Understanding your current and desired customer behaviours is intrinsically tied to any successful B2B marketing strategy, especially within customer loyalty and sales incentive programs. These behaviours form the foundation of how, when, and why customers purchase from your business – meaning these behaviours define the type of loyalty you can expect from your customers.

Price can affect loyalty, but that’s not all there is. Your customers will seek multiple other benefits and values in your brand, especially in B2B settings where relationships and personal connections carry significantly more weight in deciding where to place their share of the wallet.

What are the customer loyalty categories?
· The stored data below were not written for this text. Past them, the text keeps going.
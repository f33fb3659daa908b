//! Session validator: raw token to live principal, with sliding renewal.
//!
//! Validation runs against the store on every request; there is no
//! in-process cache, because expiry deletion and renewal are side effects
//! that must stay consistent with the single source of truth.

use std::sync::Arc;

use chrono::{DateTime, Duration, Utc};
use tracing::warn;

use tablehub_core::result::AppResult;
use tablehub_database::repositories::employee::EmployeeRepository;
use tablehub_database::repositories::owner::OwnerRepository;
use tablehub_database::repositories::session::SessionRepository;
use tablehub_entity::account::{Principal, PrincipalKind};
use tablehub_entity::session::Session;

use crate::token::hash_session_token;

/// A validated session with its resolved principal.
#[derive(Debug, Clone)]
pub struct AuthenticatedSession {
    /// The live session row (expiry already renewed if due).
    pub session: Session,
    /// The principal the session belongs to.
    pub principal: Principal,
}

/// Result of validating a bearer token.
#[derive(Debug, Clone)]
pub enum SessionValidation {
    /// Token resolved to a live principal.
    Authenticated(AuthenticatedSession),
    /// Token absent, unknown, dangling, or expired.
    Unauthenticated,
}

/// What to do with a live session's expiry, given the current time.
#[derive(Debug, Clone, Copy, PartialEq, Eq)]
enum ExpiryDisposition {
    /// Past expiry: delete, never renew.
    Expired,
    /// Inside the renewal window: extend to the new instant.
    Renew(DateTime<Utc>),
    /// Fresh: leave untouched.
    Keep,
}

/// Resolves raw bearer tokens to principals, applying expiry and sliding
/// renewal.
#[derive(Debug, Clone)]
pub struct SessionValidator {
    session_repo: Arc<SessionRepository>,
    owner_repo: Arc<OwnerRepository>,
    employee_repo: Arc<EmployeeRepository>,
    ttl: Duration,
}

impl SessionValidator {
    /// Create a new session validator with the configured TTL.
    pub fn new(
        session_repo: Arc<SessionRepository>,
        owner_repo: Arc<OwnerRepository>,
        employee_repo: Arc<EmployeeRepository>,
        ttl: Duration,
    ) -> Self {
        Self {
            session_repo,
            owner_repo,
            employee_repo,
            ttl,
        }
    }

    /// Validate a bearer token, if one was presented.
    pub async fn validate(&self, token: Option<&str>) -> AppResult<SessionValidation> {
        let Some(token) = token else {
            return Ok(SessionValidation::Unauthenticated);
        };

        let hashed = hash_session_token(token);
        let Some(mut session) = self.session_repo.find_by_hashed_token(&hashed).await? else {
            return Ok(SessionValidation::Unauthenticated);
        };

        let Some(principal) = self.resolve_principal(&session).await? else {
            // Dangling principal reference: the account was deleted out from
            // under the session.
            return Ok(SessionValidation::Unauthenticated);
        };

        let now = Utc::now();
        match disposition(now, session.expires_at, self.ttl) {
            ExpiryDisposition::Expired => {
                // Best-effort cleanup: the request reports unauthenticated
                // whether or not the delete lands.
                if let Err(e) = self.session_repo.delete(session.id).await {
                    warn!(session_id = session.id, error = %e, "Failed to delete expired session");
                }
                Ok(SessionValidation::Unauthenticated)
            }
            ExpiryDisposition::Renew(new_expires_at) => {
                self.session_repo
                    .extend_expiry(session.id, new_expires_at)
                    .await?;
                session.expires_at = new_expires_at;
                Ok(SessionValidation::Authenticated(AuthenticatedSession {
                    session,
                    principal,
                }))
            }
            ExpiryDisposition::Keep => Ok(SessionValidation::Authenticated(AuthenticatedSession {
                session,
                principal,
            })),
        }
    }

    /// Resolve the principal the session's role tag points at.
    ///
    /// The match is exhaustive over `PrincipalKind`: a new role cannot be
    /// added without this function failing to compile.
    async fn resolve_principal(&self, session: &Session) -> AppResult<Option<Principal>> {
        let principal = match session.principal_kind {
            PrincipalKind::Owner => self
                .owner_repo
                .find_by_id(session.principal_id)
                .await?
                .map(Principal::Owner),
            PrincipalKind::Employee => self
                .employee_repo
                .find_by_id(session.principal_id)
                .await?
                .map(Principal::Employee),
        };
        Ok(principal)
    }
}

/// Pure expiry policy over (now, expires_at, ttl).
///
/// Renewal triggers at the half-life, which amortizes renewal writes to
/// roughly one per ttl/2 instead of one per request.
fn disposition(now: DateTime<Utc>, expires_at: DateTime<Utc>, ttl: Duration) -> ExpiryDisposition {
    if now >= expires_at {
        return ExpiryDisposition::Expired;
    }
    if now >= expires_at - ttl / 2 {
        return ExpiryDisposition::Renew(now + ttl);
    }
    ExpiryDisposition::Keep
}

#[cfg(test)]
mod tests {
    use super::*;

    const TTL_HOURS: i64 = 720;

    fn ttl() -> Duration {
        Duration::hours(TTL_HOURS)
    }

    #[test]
    fn test_fresh_session_untouched() {
        let now = Utc::now();
        // Expiry further than half the TTL away.
        let expires_at = now + Duration::hours(TTL_HOURS / 2 + 1);
        assert_eq!(disposition(now, expires_at, ttl()), ExpiryDisposition::Keep);
    }

    #[test]
    fn test_renewal_inside_half_life_window() {
        let now = Utc::now();
        let expires_at = now + Duration::hours(TTL_HOURS / 2 - 1);
        match disposition(now, expires_at, ttl()) {
            ExpiryDisposition::Renew(new_expiry) => assert_eq!(new_expiry, now + ttl()),
            other => panic!("expected renewal, got {other:?}"),
        }
    }

    #[test]
    fn test_renewal_at_exact_half_life_boundary() {
        let now = Utc::now();
        let expires_at = now + ttl() / 2;
        assert!(matches!(
            disposition(now, expires_at, ttl()),
            ExpiryDisposition::Renew(_)
        ));
    }

    #[test]
    fn test_expired_session_never_renewed() {
        let now = Utc::now();
        assert_eq!(
            disposition(now, now, ttl()),
            ExpiryDisposition::Expired
        );
        assert_eq!(
            disposition(now, now - Duration::hours(1), ttl()),
            ExpiryDisposition::Expired
        );
    }
}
To begin with, we need to define the differences between incentives and loyalty in a B2B context. The two are closely linked: sales incentive programs foster transactions and specific behaviours that a supplier or vendor would seek through rewards.

These behaviours can create loyalty by influencing the relationship instead of basic transactions and creating an emotional connection to the brand. This is the most important part—by reinforcing behaviours, you can change the type of loyalty your brand seeks to build.

Simply launching a customer loyalty program doesn’t guarantee that your customers will respond in the way you need. The strategy behind your program must understand your customer base and be designed accordingly.

The different categories of loyalty can be broken down into five common ‘categories’ of how customers will react to a B2B brand. All stem from individual value propositions your brand can present to your customers through your program.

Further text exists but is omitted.